Below are the records; retype each one exactly.

Collected data:
######
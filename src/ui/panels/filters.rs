// Discount Card - ui/panels/filters.rs
//
// Search bar: one dropdown per dimension in cascade order, then the action
// buttons. Dropdown changes cascade immediately; the table refreshes on
// Search.

use crate::app::state::AppState;
use crate::core::model::{Choice, Dimension};
use crate::ui::theme;

/// Render the filter dropdowns and action buttons.
pub fn render(ui: &mut egui::Ui, state: &mut AppState) {
    ui.horizontal_wrapped(|ui| {
        ui.spacing_mut().item_spacing.x = 10.0;

        for dimension in Dimension::ALL {
            ui.label(format!("{}:", dimension.label()));

            let current = Choice::from(state.session.selection().get(dimension));
            let mut picked: Option<Choice> = None;

            egui::ComboBox::from_id_salt(dimension.column())
                .width(theme::FILTER_COMBO_WIDTH)
                .selected_text(current.label())
                .show_ui(ui, |ui| {
                    for choice in state.session.choices(dimension) {
                        if ui
                            .selectable_label(*choice == current, choice.label())
                            .clicked()
                        {
                            picked = Some(choice.clone());
                        }
                    }
                });

            // Applied after the dropdown releases its borrow of the session.
            if let Some(choice) = picked {
                state.select(dimension, choice);
            }
        }

        if ui.add(action_button("Search")).clicked() {
            state.search();
        }
        if ui
            .add(action_button("Export"))
            .on_hover_text(format!(
                "Write the {} displayed row(s) to a new {} file",
                state.rows.len(),
                state.export_format.label()
            ))
            .clicked()
        {
            state.export();
        }
        if ui.add(action_button("Clear Filters")).clicked() {
            state.clear_filters();
        }
        if ui.add(action_button("Exit")).clicked() {
            ui.ctx().send_viewport_cmd(egui::ViewportCommand::Close);
        }
    });
}

fn action_button(text: &str) -> egui::Button<'static> {
    egui::Button::new(text.to_owned()).min_size(egui::vec2(theme::ACTION_BUTTON_WIDTH, 0.0))
}
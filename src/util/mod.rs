// Discount Card - util/mod.rs
//
// Utility modules: error types, named constants, logging setup.
// No dependencies on core, app, ui, or platform layers.

pub mod constants;
pub mod error;
pub mod logging;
######
Output for this task:
filename src/ui/panels/filters.rs
// Discount Card - ui/panels/filters.rs
//
// Search bar: one dropdown per dimension in cascade order, then the action
// buttons. Dropdown changes cascade immediately; the table refreshes on
// Search.

use crate::app::state::AppState;
use crate::core::model::{Choice, Dimension};
use crate::ui::theme;

/// Render the filter dropdowns and action buttons.
pub fn render(ui: &mut egui::Ui, state: &mut AppState) {
    ui.horizontal_wrapped(|ui| {
        ui.spacing_mut().item_spacing.x = 10.0;

        for dimension in Dimension::ALL {
            ui.label(format!("{}:", dimension.label()));

            let current = Choice::from(state.session.selection().get(dimension));
            let mut picked: Option<Choice> = None;

            egui::ComboBox::from_id_salt(dimension.column())
                .width(theme::FILTER_COMBO_WIDTH)
                .selected_text(current.label())
                .show_ui(ui, |ui| {
                    for choice in state.session.choices(dimension) {
                        if ui
                            .selectable_label(*choice == current, choice.label())
                            .clicked()
                        {
                            picked = Some(choice.clone());
                        }
                    }
                });

            // Applied after the dropdown releases its borrow of the session.
            if let Some(choice) = picked {
                state.select(dimension, choice);
            }
        }

        if ui.add(action_button("Search")).clicked() {
            state.search();
        }
        if ui
            .add(action_button("Export"))
            .on_hover_text(format!(
                "Write the {} displayed row(s) to a new {} file",
                state.rows.len(),
                state.export_format.label()
            ))
            .clicked()
        {
            state.export();
        }
        if ui.add(action_button("Clear Filters")).clicked() {
            state.clear_filters();
        }
        if ui.add(action_button("Exit")).clicked() {
            ui.ctx().send_viewport_cmd(egui::ViewportCommand::Close);
        }
    });
}

fn action_button(text: &str) -> egui::Button<'static> {
    egui::Button::new(text.to_owned()).min_size(egui::vec2(theme::ACTION_BUTTON_WIDTH, 0.0))
}
filename src/util/mod.rs
// Discount Card - util/mod.rs
//
// Utility modules: error types, named constants, logging setup.
// No dependencies on core, app, ui, or platform layers.

pub mod constants;
pub mod error;
pub mod logging;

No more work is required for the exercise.